[Supplied data]
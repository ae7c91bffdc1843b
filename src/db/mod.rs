use anyhow::Result;
use sea_orm::{ConnectOptions, ConnectionTrait, Database, DatabaseConnection, Statement};
use std::path::Path;
use std::time::Duration;
use tracing::info;

use crate::config::SecurityConfig;

pub mod migrator;
pub mod repositories;

pub use repositories::user::{NewUser, User};

#[derive(Clone)]
pub struct Store {
    pub conn: DatabaseConnection,
}

impl Store {
    pub async fn new(db_url: &str) -> Result<Self> {
        Self::with_pool_options(db_url, 5, 1).await
    }

    pub async fn with_pool_options(
        db_url: &str,
        max_connections: u32,
        min_connections: u32,
    ) -> Result<Self> {
        use sea_orm_migration::MigratorTrait;

        // A pooled in-memory sqlite would hand each connection its own
        // private database.
        let in_memory = db_url.contains(":memory:");
        let (max_connections, min_connections) = if in_memory {
            (1, 1)
        } else {
            (max_connections, min_connections)
        };

        if !in_memory {
            let path_str = db_url.trim_start_matches("sqlite:");
            if let Some(parent) = Path::new(path_str).parent() {
                tokio::fs::create_dir_all(parent).await.ok();
            }
            if !Path::new(path_str).exists() {
                std::fs::File::create(path_str)?;
            }
        }

        let mut opt = ConnectOptions::new(db_url.to_string());
        opt.max_connections(max_connections)
            .min_connections(min_connections)
            .connect_timeout(Duration::from_secs(10))
            .acquire_timeout(Duration::from_secs(10))
            .idle_timeout(Duration::from_secs(300))
            .max_lifetime(Duration::from_secs(600))
            .sqlx_logging(false);

        let conn = Database::connect(opt).await?;

        migrator::Migrator::up(&conn, None).await?;

        info!(
            "Database connected & migrations applied (pool: {}-{})",
            min_connections, max_connections
        );

        Ok(Self { conn })
    }

    pub async fn ping(&self) -> Result<()> {
        let backend = self.conn.get_database_backend();
        self.conn
            .query_one(Statement::from_string(backend, "SELECT 1".to_string()))
            .await?;
        Ok(())
    }

    fn user_repo(&self) -> repositories::user::UserRepository {
        repositories::user::UserRepository::new(self.conn.clone())
    }

    /// Insert a new user; `None` means the email is already registered.
    pub async fn create_user(
        &self,
        new: &NewUser,
        security: &SecurityConfig,
    ) -> Result<Option<User>> {
        self.user_repo().create(new, security).await
    }

    pub async fn get_user(&self, id: i32) -> Result<Option<User>> {
        self.user_repo().get_by_id(id).await
    }

    pub async fn get_user_by_email(&self, email: &str) -> Result<Option<User>> {
        self.user_repo().get_by_email(email).await
    }

    pub async fn user_exists(&self, id: i32) -> Result<bool> {
        self.user_repo().exists(id).await
    }

    /// Page of users ordered by id ascending.
    pub async fn list_users(&self, skip: u64, limit: u64) -> Result<Vec<User>> {
        self.user_repo().list(skip, limit).await
    }

    pub async fn verify_user_password(&self, email: &str, password: &str) -> Result<bool> {
        self.user_repo().verify_password(email, password).await
    }

    pub async fn delete_user(&self, id: i32) -> Result<bool> {
        self.user_repo().delete(id).await
    }
}
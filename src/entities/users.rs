use sea_orm::entity::prelude::*;

#[derive(Clone, Debug, PartialEq, Eq, DeriveEntityModel)]
#[sea_orm(table_name = "users")]
pub struct Model {
    #[sea_orm(primary_key)]
    pub id: i32,

    #[sea_orm(unique)]
    pub email: String,

    /// Display label, not unique
    pub username: String,

    /// Free-form classification (default "users")
    pub group: String,

    /// Argon2id password hash
    pub password_hash: String,

    pub is_active: bool,

    pub is_superuser: bool,

    pub created_at: String,
}

#[derive(Copy, Clone, Debug, EnumIter, DeriveRelation)]
pub enum Relation {}

impl ActiveModelBehavior for ActiveModel {}
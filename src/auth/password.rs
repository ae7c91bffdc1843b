use anyhow::Result;
use argon2::{
    Algorithm, Argon2, Params, Version,
    password_hash::{PasswordHash, PasswordHasher, PasswordVerifier, SaltString, rand_core::OsRng},
};

use crate::config::SecurityConfig;

/// Hash a password using Argon2id with params from `SecurityConfig`.
///
/// A fresh salt is generated per call, so hashing the same password twice
/// yields different strings; callers must not assume determinism.
pub fn hash_password(password: &str, config: &SecurityConfig) -> Result<String> {
    let salt = SaltString::generate(&mut OsRng);

    let params = Params::new(
        config.argon2_memory_cost_kib,
        config.argon2_time_cost,
        config.argon2_parallelism,
        None, // output length (use default)
    )
    .map_err(|e| anyhow::anyhow!("Invalid Argon2 params: {e}"))?;
    let argon2 = Argon2::new(Algorithm::Argon2id, Version::V0x13, params);

    let hash = argon2
        .hash_password(password.as_bytes(), &salt)
        .map_err(|e| anyhow::anyhow!("Failed to hash password: {e}"))?;

    Ok(hash.to_string())
}

/// Verify a password against a stored hash.
///
/// A hash that does not parse counts as a failed verification, not an
/// error. The hash string carries its own params, so this works for
/// hashes produced under any `SecurityConfig`.
#[must_use]
pub fn verify_password(password: &str, password_hash: &str) -> bool {
    let Ok(parsed_hash) = PasswordHash::new(password_hash) else {
        return false;
    };

    Argon2::default()
        .verify_password(password.as_bytes(), &parsed_hash)
        .is_ok()
}

#[cfg(test)]
mod tests {
    use super::*;

    fn fast_params() -> SecurityConfig {
        SecurityConfig {
            argon2_memory_cost_kib: 1024,
            argon2_time_cost: 1,
            argon2_parallelism: 1,
        }
    }

    #[test]
    fn hash_then_verify_roundtrip() {
        let hash = hash_password("hunter2", &fast_params()).unwrap();
        assert!(verify_password("hunter2", &hash));
        assert!(!verify_password("hunter3", &hash));
    }

    #[test]
    fn hashing_is_salted() {
        let config = fast_params();
        let a = hash_password("same-password", &config).unwrap();
        let b = hash_password("same-password", &config).unwrap();
        assert_ne!(a, b);
        assert!(verify_password("same-password", &a));
        assert!(verify_password("same-password", &b));
    }

    #[test]
    fn malformed_hash_fails_closed() {
        assert!(!verify_password("anything", "not-a-phc-string"));
        assert!(!verify_password("anything", ""));
    }
}
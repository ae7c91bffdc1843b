use axum::{
    Router,
    body::Body,
    http::{Request, Response, StatusCode},
};
use std::sync::Arc;

use authd::api::AppState;
use authd::config::Config;
use authd::db::NewUser;
use http_body_util::BodyExt;
use tower::ServiceExt;

const TEST_SECRET: &str = "integration-test-secret";

fn test_config() -> Config {
    let mut config = Config::default();
    config.general.database_path = "sqlite::memory:".to_string();
    config.auth.token_secret = TEST_SECRET.to_string();
    // Cheap hashing params keep the suite fast; production defaults apply
    // outside tests.
    config.security.argon2_memory_cost_kib = 1024;
    config.security.argon2_time_cost = 1;
    config
}

async fn spawn_app() -> (Router, Arc<AppState>) {
    let state = authd::api::create_app_state(test_config())
        .await
        .expect("Failed to create app state");
    (authd::api::router(state.clone()), state)
}

async fn post(app: &Router, uri: &str, token: Option<&str>, body: Option<serde_json::Value>) -> Response<Body> {
    let mut builder = Request::builder().method("POST").uri(uri);

    if let Some(token) = token {
        builder = builder.header("Authorization", format!("Bearer {token}"));
    }

    let request = match body {
        Some(value) => builder
            .header("Content-Type", "application/json")
            .body(Body::from(serde_json::to_string(&value).unwrap()))
            .unwrap(),
        None => builder.body(Body::empty()).unwrap(),
    };

    app.clone().oneshot(request).await.unwrap()
}

async fn read_json(response: Response<Body>) -> serde_json::Value {
    let body = response.into_body().collect().await.unwrap().to_bytes();
    serde_json::from_slice(&body).unwrap()
}

async fn register(app: &Router, email: &str, username: &str, password: &str) -> serde_json::Value {
    let response = post(
        app,
        "/api/register",
        None,
        Some(serde_json::json!({
            "email": email,
            "username": username,
            "password": password,
        })),
    )
    .await;

    assert_eq!(response.status(), StatusCode::OK);
    read_json(response).await
}

async fn login(app: &Router, email: &str, password: &str) -> String {
    let response = post(
        app,
        "/api/token",
        None,
        Some(serde_json::json!({ "email": email, "password": password })),
    )
    .await;

    assert_eq!(response.status(), StatusCode::OK);
    let body = read_json(response).await;
    body["data"]["token"]
        .as_str()
        .expect("login did not return a token")
        .to_string()
}

#[tokio::test]
async fn test_register_and_duplicate_email() {
    let (app, _state) = spawn_app().await;

    let body = register(&app, "a@x.com", "a", "p1").await;
    assert_eq!(body["data"]["id"], 1);
    assert_eq!(body["data"]["email"], "a@x.com");
    assert_eq!(body["data"]["group"], "users");
    assert_eq!(body["data"]["is_superuser"], false);
    assert_eq!(body["data"]["is_active"], true);
    // The hash stays behind the store boundary.
    assert!(body["data"].get("password_hash").is_none());

    let response = post(
        &app,
        "/api/register",
        None,
        Some(serde_json::json!({
            "email": "a@x.com",
            "username": "someone-else",
            "password": "p2",
        })),
    )
    .await;

    assert_eq!(response.status(), StatusCode::CONFLICT);
}

#[tokio::test]
async fn test_register_login_access_delete_self() {
    let (app, _state) = spawn_app().await;

    register(&app, "a@x.com", "a", "p1").await;
    register(&app, "b@x.com", "b", "p2").await;

    let token_a = login(&app, "a@x.com", "p1").await;

    let response = post(&app, "/api/access", Some(&token_a), None).await;
    assert_eq!(response.status(), StatusCode::OK);
    let body = read_json(response).await;
    assert_eq!(body["data"]["access"], "success");

    // Self-delete with no explicit target.
    let response = post(&app, "/api/users/delete", Some(&token_a), None).await;
    assert_eq!(response.status(), StatusCode::OK);
    let body = read_json(response).await;
    assert_eq!(body["data"]["status"], "ok");

    // The deleted user's outstanding token no longer verifies.
    let response = post(&app, "/api/access", Some(&token_a), None).await;
    assert_eq!(response.status(), StatusCode::FORBIDDEN);

    // Another caller sees the account gone.
    let token_b = login(&app, "b@x.com", "p2").await;
    let response = post(&app, "/api/users/1", Some(&token_b), None).await;
    assert_eq!(response.status(), StatusCode::NOT_FOUND);
}

#[tokio::test]
async fn test_protected_routes_require_token() {
    let (app, _state) = spawn_app().await;

    for uri in ["/api/users", "/api/users/1", "/api/access", "/api/users/delete"] {
        let response = post(&app, uri, None, None).await;
        assert_eq!(response.status(), StatusCode::FORBIDDEN, "no token: {uri}");

        let response = post(&app, uri, Some("garbage.token.here"), None).await;
        assert_eq!(response.status(), StatusCode::FORBIDDEN, "bad token: {uri}");
    }
}

#[tokio::test]
async fn test_admin_create_requires_superuser() {
    let (app, state) = spawn_app().await;

    // Bootstrap a superuser directly through the store.
    state
        .store
        .create_user(
            &NewUser {
                email: "root@x.com".to_string(),
                username: "root".to_string(),
                group: "admins".to_string(),
                password: "rootpw".to_string(),
                is_superuser: true,
                is_active: true,
            },
            &state.config.security,
        )
        .await
        .unwrap()
        .unwrap();

    register(&app, "pleb@x.com", "pleb", "plebpw").await;
    let pleb_token = login(&app, "pleb@x.com", "plebpw").await;

    let new_admin = serde_json::json!({
        "email": "second@x.com",
        "username": "second",
        "password": "secondpw",
        "is_superuser": true,
    });

    let response = post(&app, "/api/users/create", Some(&pleb_token), Some(new_admin.clone())).await;
    assert_eq!(response.status(), StatusCode::FORBIDDEN);

    let root_token = login(&app, "root@x.com", "rootpw").await;
    let response = post(&app, "/api/users/create", Some(&root_token), Some(new_admin)).await;
    assert_eq!(response.status(), StatusCode::OK);
    let body = read_json(response).await;
    assert_eq!(body["data"]["is_superuser"], true);
    assert_eq!(body["data"]["email"], "second@x.com");
}

#[tokio::test]
async fn test_delete_other_requires_superuser() {
    let (app, state) = spawn_app().await;

    register(&app, "a@x.com", "a", "p1").await;
    register(&app, "b@x.com", "b", "p2").await;

    let token_a = login(&app, "a@x.com", "p1").await;

    // Ordinary users cannot delete anyone else.
    let response = post(&app, "/api/users/delete?user_id=2", Some(&token_a), None).await;
    assert_eq!(response.status(), StatusCode::FORBIDDEN);

    state
        .store
        .create_user(
            &NewUser {
                email: "root@x.com".to_string(),
                username: "root".to_string(),
                group: "admins".to_string(),
                password: "rootpw".to_string(),
                is_superuser: true,
                is_active: true,
            },
            &state.config.security,
        )
        .await
        .unwrap()
        .unwrap();

    let root_token = login(&app, "root@x.com", "rootpw").await;
    let response = post(&app, "/api/users/delete?user_id=2", Some(&root_token), None).await;
    assert_eq!(response.status(), StatusCode::OK);

    let response = post(&app, "/api/users/2", Some(&root_token), None).await;
    assert_eq!(response.status(), StatusCode::NOT_FOUND);
}

#[tokio::test]
async fn test_list_pagination() {
    let (app, _state) = spawn_app().await;

    register(&app, "a@x.com", "a", "p1").await;
    register(&app, "b@x.com", "b", "p2").await;
    register(&app, "c@x.com", "c", "p3").await;

    let token = login(&app, "a@x.com", "p1").await;

    let response = post(&app, "/api/users", Some(&token), None).await;
    assert_eq!(response.status(), StatusCode::OK);
    let body = read_json(response).await;
    let ids: Vec<i64> = body["data"]
        .as_array()
        .unwrap()
        .iter()
        .map(|u| u["id"].as_i64().unwrap())
        .collect();
    assert_eq!(ids, vec![1, 2, 3]);

    let response = post(&app, "/api/users?skip=1&limit=1", Some(&token), None).await;
    let body = read_json(response).await;
    let page = body["data"].as_array().unwrap();
    assert_eq!(page.len(), 1);
    assert_eq!(page[0]["id"], 2);
}

#[tokio::test]
async fn test_login_unknown_email_and_wrong_password() {
    let (app, _state) = spawn_app().await;

    register(&app, "a@x.com", "a", "p1").await;

    // Unknown email is a 404 on the token endpoint.
    let response = post(
        &app,
        "/api/token",
        None,
        Some(serde_json::json!({ "email": "ghost@x.com", "password": "p1" })),
    )
    .await;
    assert_eq!(response.status(), StatusCode::NOT_FOUND);

    // A wrong password is not an error: the caller gets the sentinel.
    let response = post(
        &app,
        "/api/token",
        None,
        Some(serde_json::json!({ "email": "a@x.com", "password": "wrong" })),
    )
    .await;
    assert_eq!(response.status(), StatusCode::OK);
    let body = read_json(response).await;
    assert_eq!(body["data"]["access"], "reject");
    assert!(body["data"].get("token").is_none());
}

#[tokio::test]
async fn test_authenticate_denies_uniformly() {
    let (app, _state) = spawn_app().await;

    register(&app, "a@x.com", "a", "p1").await;

    let response = post(
        &app,
        "/api/auth",
        None,
        Some(serde_json::json!({ "email": "a@x.com", "password": "p1" })),
    )
    .await;
    assert_eq!(response.status(), StatusCode::OK);
    let body = read_json(response).await;
    assert_eq!(body["data"]["email"], "a@x.com");

    // Unknown email and wrong password are indistinguishable.
    let wrong_password = post(
        &app,
        "/api/auth",
        None,
        Some(serde_json::json!({ "email": "a@x.com", "password": "nope" })),
    )
    .await;
    let unknown_email = post(
        &app,
        "/api/auth",
        None,
        Some(serde_json::json!({ "email": "ghost@x.com", "password": "p1" })),
    )
    .await;

    assert_eq!(wrong_password.status(), StatusCode::FORBIDDEN);
    assert_eq!(unknown_email.status(), StatusCode::FORBIDDEN);

    let a = read_json(wrong_password).await;
    let b = read_json(unknown_email).await;
    assert_eq!(a["error"], b["error"]);
}

#[tokio::test]
async fn test_inactive_user_cannot_authenticate() {
    let (app, state) = spawn_app().await;

    state
        .store
        .create_user(
            &NewUser {
                email: "dormant@x.com".to_string(),
                username: "dormant".to_string(),
                group: "users".to_string(),
                password: "pw".to_string(),
                is_superuser: false,
                is_active: false,
            },
            &state.config.security,
        )
        .await
        .unwrap()
        .unwrap();

    let response = post(
        &app,
        "/api/token",
        None,
        Some(serde_json::json!({ "email": "dormant@x.com", "password": "pw" })),
    )
    .await;
    assert_eq!(response.status(), StatusCode::OK);
    let body = read_json(response).await;
    assert_eq!(body["data"]["access"], "reject");

    let response = post(
        &app,
        "/api/auth",
        None,
        Some(serde_json::json!({ "email": "dormant@x.com", "password": "pw" })),
    )
    .await;
    assert_eq!(response.status(), StatusCode::FORBIDDEN);
}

[Task requirements] Where the string "collect" occurs in a line of the material above, copy the whole line.

[Result of this exercise]
    let body = response.into_body().collect().await.unwrap().to_bytes();
        .collect();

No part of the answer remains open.